2A. The Mean, Median, and Mode
1. Okay, load the same data you used in Exercise 2. Label the columns the same way they were labelled for that exercise as well.
2. One of the most important descriptive statistics is the MEAN, or AVERAGE. The MEAN is just a number that represents the average of arithmetic MEAN of the data. But think about what a MEAN really is – it is a descriptor of performance. If a baseball player has a mean batting percentage of 0.321 it means they contact the ball on average 32.1% of the time. In other words, that is there average performance. If the player starts hitting more consistently, the mean goes up. Why? Because you have added a series of scores that push that are greater than the previous mean – thus the average score goes up. The reverse is also true if the player starts missing. Never lose sight of the fact that the mean reflects a series of scores and that changes in those scores over time change the mean.

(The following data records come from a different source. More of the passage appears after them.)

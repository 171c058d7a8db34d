//! Variant-specific call parameters built from a validated request.

use candle_core::{Device, Shape, Tensor};
use image::DynamicImage;
use rand::{rngs::StdRng, Rng, SeedableRng};

use crate::{
    request::{ValidatedRequest, VariantInput},
    ModelVariant,
};

/// Seed-derived source of the initial noise, fixing the sampling trajectory.
///
/// Backends draw every random tensor of a seeded request from here instead of the
/// device RNG, so the result does not depend on device seeding support.
#[derive(Debug, Clone)]
pub struct SeededGenerator {
    seed: u64,
    rng: StdRng,
}

impl SeededGenerator {
    pub fn new(seed: u64) -> Self {
        Self {
            seed,
            rng: StdRng::seed_from_u64(seed),
        }
    }

    pub fn seed(&self) -> u64 {
        self.seed
    }

    /// Standard-normal f32 tensor of the given shape (Box-Muller).
    pub fn randn<S: Into<Shape>>(&mut self, shape: S, device: &Device) -> candle_core::Result<Tensor> {
        let shape = shape.into();
        let n = shape.elem_count();
        let mut data = Vec::with_capacity(n);
        while data.len() < n {
            // 1 - [0, 1) keeps u1 away from zero.
            let u1: f32 = 1.0 - self.rng.random::<f32>();
            let u2: f32 = self.rng.random::<f32>();
            let r = (-2.0 * u1.ln()).sqrt();
            let theta = 2.0 * std::f32::consts::PI * u2;
            data.push(r * theta.cos());
            if data.len() < n {
                data.push(r * theta.sin());
            }
        }
        Tensor::from_vec(data, shape, device)
    }
}

/// Draw standard-normal noise, seeded when a generator is present.
pub fn sample_noise<S: Into<Shape>>(
    generator: Option<&mut SeededGenerator>,
    shape: S,
    device: &Device,
) -> candle_core::Result<Tensor> {
    match generator {
        Some(generator) => generator.randn(shape, device),
        None => Tensor::randn(0f32, 1f32, shape, device),
    }
}

#[derive(Debug, Clone)]
pub struct TextToImagePayload {
    pub prompt: String,
    pub negative_prompt: Option<String>,
    pub height: usize,
    pub width: usize,
    pub steps: usize,
    pub guidance_scale: f64,
    pub generator: Option<SeededGenerator>,
}

/// Output resolution follows `image`; requested height/width do not apply.
#[derive(Debug, Clone)]
pub struct ImageToImagePayload {
    pub prompt: String,
    pub image: DynamicImage,
    pub strength: f64,
    pub steps: usize,
    pub guidance_scale: f64,
    pub negative_prompt: Option<String>,
    pub generator: Option<SeededGenerator>,
}

#[derive(Debug, Clone)]
pub struct CaptioningPayload {
    pub prompt: String,
    pub image: DynamicImage,
}

/// Fully disambiguated arguments for one model call.
#[derive(Debug, Clone)]
pub enum Payload {
    TextToImage(TextToImagePayload),
    ImageToImage(ImageToImagePayload),
    Captioning(CaptioningPayload),
}

impl Payload {
    pub fn variant(&self) -> ModelVariant {
        match self {
            Payload::TextToImage(_) => ModelVariant::TextToImage,
            Payload::ImageToImage(_) => ModelVariant::ImageToImage,
            Payload::Captioning(_) => ModelVariant::CaptioningVL,
        }
    }

    pub fn kind(&self) -> &'static str {
        match self {
            Payload::TextToImage(_) => "text-to-image",
            Payload::ImageToImage(_) => "image-to-image",
            Payload::Captioning(_) => "captioning",
        }
    }
}

/// Build the call parameters for the variant the request was validated against.
pub fn assemble(req: ValidatedRequest) -> Payload {
    let generator = req.seed.map(SeededGenerator::new);
    match req.input {
        VariantInput::TextToImage => Payload::TextToImage(TextToImagePayload {
            prompt: req.prompt,
            negative_prompt: req.negative_prompt,
            height: req.height,
            width: req.width,
            steps: req.steps,
            guidance_scale: req.guidance_scale,
            generator,
        }),
        VariantInput::ImageToImage { image, strength } => {
            Payload::ImageToImage(ImageToImagePayload {
                prompt: req.prompt,
                image,
                strength,
                steps: req.steps,
                guidance_scale: req.guidance_scale,
                negative_prompt: req.negative_prompt,
                generator,
            })
        }
        VariantInput::Captioning { image } => Payload::Captioning(CaptioningPayload {
            prompt: req.prompt,
            image,
        }),
    }
}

3. In R, to calculate the mean simply use: mean(mydata$rt)
Before we move on, it is important that you understand what a mean really is. Of course, it is an average, but what does that mean? (no pun intended!)

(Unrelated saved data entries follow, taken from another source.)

pub mod codec;
pub mod context;
pub mod device_map;
pub mod dispatch;
mod error;
pub mod loader;
mod loader_factory;
pub mod params;
mod pipeline;
pub mod request;
mod util;
pub mod variant;

mod blip;
mod flux;
mod stable_diffusion;

pub use blip::BlipLoader;
pub use context::{LoadedModel, ModelContext, ModelState};
pub use device_map::*;
pub use dispatch::generate;
pub use error::{GenerationError, InvalidImageEncoding, ModelError};
pub use flux::FluxLoader;
pub use loader::*;
pub use loader_factory::*;
pub use params::Payload;
pub use pipeline::{ModelOutput, Pipeline};
pub use request::GenerationRequest;
pub use stable_diffusion::StableDiffusionLoader;
pub(crate) use util::{image_to_tensor, preferred_dtype};
pub use util::{device_label, select_best_device, tensor_to_image};
pub use variant::{select_variant, ModelVariant, VariantSource};

pub use image;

Look at the following plot of mydata$rt. (Note, you can do this yourself by using plot(mydata$rt)
I have also used abline(a = mean(mydata$rt), b = 0, col = "red") to add a red line representing the mean. If you look at the command it specifies a y intercept a which is equal to the mean, a slope b = 0 and makes the line colour red.
Now, what is the mean? Yes, it is an average of your the numbers in mydata$rt. BUT, it is also a model for your data. What do we mean by model? The mean value (325.661) represents the data - it is the model of this data. Think of it this way - if you were going to predict the next number in the series of numbers mydata$rt, what number would you pick? The best guess would be the mean as it is the average number. So, the mean is a model of the data. You can read more about this notion HERE and HERE.

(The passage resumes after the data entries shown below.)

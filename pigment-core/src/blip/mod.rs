//! BLIP conditional captioning backend.

use anyhow::{Context, Error, Result};
use candle_core::{DType, Device, Tensor};
use candle_transformers::{generation::LogitsProcessor, models::blip};
use hf_hub::api::tokio::Api;
use tokenizers::Tokenizer;
use tracing::{debug, info};

use crate::{
    image_to_tensor,
    params::{CaptioningPayload, Payload},
    select_best_device, DeviceMap, Loader, ModelError, ModelOutput, Pipeline,
};

const IMAGE_SIZE: u32 = 384;
const BOS_TOKEN_ID: u32 = 30522;
const SEP_TOKEN_ID: u32 = 102;
const MAX_CAPTION_TOKENS: usize = 128;
const IMAGE_MEAN: [f32; 3] = [0.481_454_66, 0.457_827_5, 0.408_210_73];
const IMAGE_STD: [f32; 3] = [0.268_629_54, 0.261_302_6, 0.275_777_1];

pub struct BlipModel {
    device: Device,
    tokenizer: Tokenizer,
    model: blip::BlipForConditionalGeneration,
}

impl BlipModel {
    fn preprocess(&self, image: &image::DynamicImage) -> Result<Tensor> {
        let data = image_to_tensor(image, IMAGE_SIZE, IMAGE_SIZE)?;
        let mean = Tensor::new(&IMAGE_MEAN, &Device::Cpu)?.reshape((3, 1, 1))?;
        let std = Tensor::new(&IMAGE_STD, &Device::Cpu)?.reshape((3, 1, 1))?;
        let normalized = (data.to_dtype(DType::F32)? / 255.)?
            .broadcast_sub(&mean)?
            .broadcast_div(&std)?;
        Ok(normalized.to_device(&self.device)?)
    }

    /// Greedy decoding, with the prompt as the caption prefix.
    fn caption(&mut self, request: CaptioningPayload) -> Result<String> {
        let image = self.preprocess(&request.image)?;
        let image_embeds = image.unsqueeze(0)?.apply(self.model.vision_model())?;

        let mut token_ids = vec![BOS_TOKEN_ID];
        let prefix = self
            .tokenizer
            .encode(request.prompt.as_str(), false)
            .map_err(Error::msg)?;
        token_ids.extend_from_slice(prefix.get_ids());

        let mut logits_processor = LogitsProcessor::new(0, None, None);
        self.model.reset_kv_cache();
        for index in 0..MAX_CAPTION_TOKENS {
            let context_size = if index > 0 { 1 } else { token_ids.len() };
            let start_pos = token_ids.len().saturating_sub(context_size);
            let input_ids = Tensor::new(&token_ids[start_pos..], &self.device)?.unsqueeze(0)?;
            let logits = self
                .model
                .text_decoder()
                .forward(&input_ids, &image_embeds)?;
            let logits = logits.squeeze(0)?;
            let logits = logits.get(logits.dim(0)? - 1)?;
            let token = logits_processor.sample(&logits)?;
            if token == SEP_TOKEN_ID {
                break;
            }
            token_ids.push(token);
        }
        self.model.reset_kv_cache();

        let caption = self
            .tokenizer
            .decode(&token_ids[1..], true)
            .map_err(Error::msg)?;
        debug!("Generated {} caption tokens", token_ids.len() - 1);
        Ok(caption)
    }
}

impl Pipeline for BlipModel {
    fn name(&self) -> &'static str {
        "blip"
    }

    fn run(&mut self, payload: Payload) -> Result<ModelOutput, ModelError> {
        match payload {
            Payload::Captioning(request) => Ok(ModelOutput::Text(self.caption(request)?)),
            other => Err(ModelError::unsupported(self.name(), &other)),
        }
    }
}

pub struct BlipLoader;

impl Loader for BlipLoader {
    type Model = BlipModel;

    async fn load(model_id: String, api: Api, device_map: DeviceMap) -> Result<Self::Model> {
        let device = select_best_device(device_map).context("failed to set up device")?;
        info!("Loading BLIP captioning model from {model_id}");

        let repo = api.model(model_id);
        let model_file = repo
            .get("model.safetensors")
            .await
            .context("failed to get captioning model file")?;
        let tokenizer_file = repo
            .get("tokenizer.json")
            .await
            .context("failed to get captioning tokenizer")?;
        let tokenizer = Tokenizer::from_file(tokenizer_file)
            .map_err(Error::msg)
            .context("failed to load captioning tokenizer")?;

        let config = blip::Config::image_captioning_large();
        let vb = unsafe {
            candle_nn::VarBuilder::from_mmaped_safetensors(&[model_file], DType::F32, &device)
                .context("failed to build captioning var builder")?
        };
        let model = blip::BlipForConditionalGeneration::new(&config, vb)
            .context("failed to load captioning model")?;

        Ok(BlipModel {
            device,
            tokenizer,
            model,
        })
    }
}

Okay, now load in a new data file, data2.txt which is HERE, into a data table called income (see the bottom of this page for HINTS if you cannot remember or figure out how to do this). This file contains 10000 data points, each of which represents the income of a person in a Central American country in US dollars. NOTE, R check to see what the column label is in the new data table. It may not be V1, etc.
Here is a histogram of income. You can generate this yourself easily by using the command hist, e.g., hist(income$x).
2. One of the most important descriptive statistics is the MEAN, or AVERAGE. The MEAN is just a number that represents the average of arithmetic MEAN of the data. But think about what a MEAN really is – it is a descriptor of performance. If a baseball player has a mean batting percentage of 0.321 it means they contact the ball on average 32.1% of the time. In other words, that is there average performance. If the player starts hitting more consistently, the mean goes up. Why? Because you have added a series of scores that push that are greater than the previous mean – thus the average score goes up. The reverse is also true if the player starts missing. Never lose sight of the fact that the mean reflects a series of scores and that changes in those scores over time change the mean.
3. In R, to calculate the mean simply use: mean(mydata$rt)
Before we move on, it is important that you understand what a mean really is. Of course, it is an average, but what does that mean? (no pun intended!)
Look at the following plot of mydata$rt. (Note, you can do this yourself by using plot(mydata$rt)
I have also used abline(a = mean(mydata$rt), b = 0, col = "red") to add a red line representing the mean. If you look at the command it specifies a y intercept a which is equal to the mean, a slope b = 0 and makes the line colour red.
Now, what is the mean? Yes, it is an average of your the numbers in mydata$rt. BUT, it is also a model for your data. What do we mean by model? The mean value (325.661) represents the data - it is the model of this data. Think of it this way - if you were going to predict the next number in the series of numbers mydata$rt, what number would you pick? The best guess would be the mean as it is the average number. So, the mean is a model of the data. You can read more about this notion HERE and HERE.
Okay, now load in a new data file, data2.txt which is HERE, into a data table called income (see the bottom of this page for HINTS if you cannot remember or figure out how to do this). This file contains 10000 data points, each of which represents the income of a person in a Central American country in US dollars. NOTE, R check to see what the column label is in the new data table. It may not be V1, etc.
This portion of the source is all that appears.